Hi-Drive Paper Accepted by IEEE Robotics and Automation Letters (RA-L)
🎊 Excellent news! We are delighted to announce that our paper “Hi-Drive: Hierarchical POMDP Planning for Safe Autonomous Driving in Diverse Urban Environments” has been accepted for publication in IEEE Robotics and Automation Letters (RA-L).
Paper Details
Title: Hi-Drive: Hierarchical POMDP Planning for Safe Autonomous Driving in Diverse Urban Environments
Authors: Xuanjin Jin, Chendong Zeng, Shengfa Zhu, Chunxiao Liu, Panpan Cai
Abstract: Uncertainties in dynamic road environments pose significant challenges for behavior and trajectory planning in autonomous driving. This paper introduces Hi-Drive, a hierarchical planning algorithm addressing uncertainties at both behavior and trajectory levels using a hierarchical Partially Observable Markov Decision Process (POMDP) formulation. Hi-Drive employs driver models to represent uncertain behavioral intentions of other vehicles and uses their parameters to infer hidden driving styles. By treating driver models as high-level decision-making actions, our approach effectively manages the exponential complexity inherent in POMDPs. To further enhance safety and robustness, Hi-Drive integrates a trajectory optimization based on importance sampling, refining trajectories using a comprehensive analysis of critical agents. Evaluations on real-world urban driving datasets demonstrate that Hi-Drive significantly outperforms state-of-the-art planning-based and learning-based methods across diverse urban driving situations in real-world benchmarks.

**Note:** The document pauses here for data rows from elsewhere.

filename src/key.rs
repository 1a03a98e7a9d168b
//! Cache key scheme.
//!
//! ```text
//! Location_7                                  single entity
//! Location_All                                aggregate ("all records")
//! SunriseSunset_Location_7                    derived query: by location id
//! SunriseSunset_Date_2023-01-01_Location_Oslo derived query: by date + location name
//! ```

use crate::entity::CacheEntity;
use std::fmt::Display;

/// Separator between key segments.
pub const SEPARATOR: &str = "_";

/// Suffix of the aggregate key.
pub const ALL_SUFFIX: &str = "All";

/// Builder for cache keys.
pub struct CacheKey;

impl CacheKey {
    /// Single-entity key: `{prefix}_{id}`.
    pub fn entity<T: CacheEntity>(id: &T::Key) -> String {
        Self::build_with_prefix(T::cache_prefix(), id)
    }

    /// Aggregate key: `{prefix}_All`.
    pub fn all<T: CacheEntity>() -> String {
        Self::build_with_prefix(T::cache_prefix(), &ALL_SUFFIX)
    }

    /// Derived-query key: `{prefix}_{part}_{part}...`.
    pub fn query<T: CacheEntity>(parts: &[&dyn Display]) -> String {
        let mut key = T::cache_prefix().to_string();
        for part in parts {
            key.push_str(SEPARATOR);
            key.push_str(&part.to_string());
        }
        key
    }

    /// Common prefix of every derived-query key named `{prefix}_{query}_...`.
    pub fn query_prefix<T: CacheEntity>(query: &str) -> String {
        format!("{}{}{}{}", T::cache_prefix(), SEPARATOR, query, SEPARATOR)
    }

    /// Build cache key with custom prefix.
    pub fn build_with_prefix(prefix: &str, id: &dyn Display) -> String {
        format!("{}{}{}", prefix, SEPARATOR, id)
    }
}
//! Discovery of pictures under a scan root.
//!
//! [`Discoverer`] walks the tree on the calling thread (directory listing and
//! metadata decoding are blocking), keeps entries whose extension is on the
//! allow-list, resolves each one's date and pushes it to the work queue.

mod discoverer;
mod error;
mod types;

pub use discoverer::Discoverer;
pub use error::DiscoveryError;
pub use types::{DiscoveredItem, DiscoveryStats, DEFAULT_EXTENSIONS};
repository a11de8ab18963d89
mod loader;
mod types;
mod validate;

pub use loader::{load_config, load_config_from_str, load_default_config, ENV_PREFIX};
pub use types::*;
pub use validate::validate_config;

use thiserror::Error;

#[derive(Debug, Error)]
pub enum ConfigError {
    #[error("Configuration file not found: {0}")]
    FileNotFound(String),

    #[error("Failed to parse configuration: {0}")]
    ParseError(String),

    #[error("Configuration validation failed: {0}")]
    ValidationError(String),
}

IEEE Robotics and Automation Letters (RA-L) is a premier publication venue for robotics research, known for its rapid review process and high-quality contributions to the field of robotics and automation. This work represents a significant contribution to autonomous driving research, particularly in addressing the complex challenges of planning under uncertainty in urban environments.
Congratulations to all the authors on this outstanding achievement!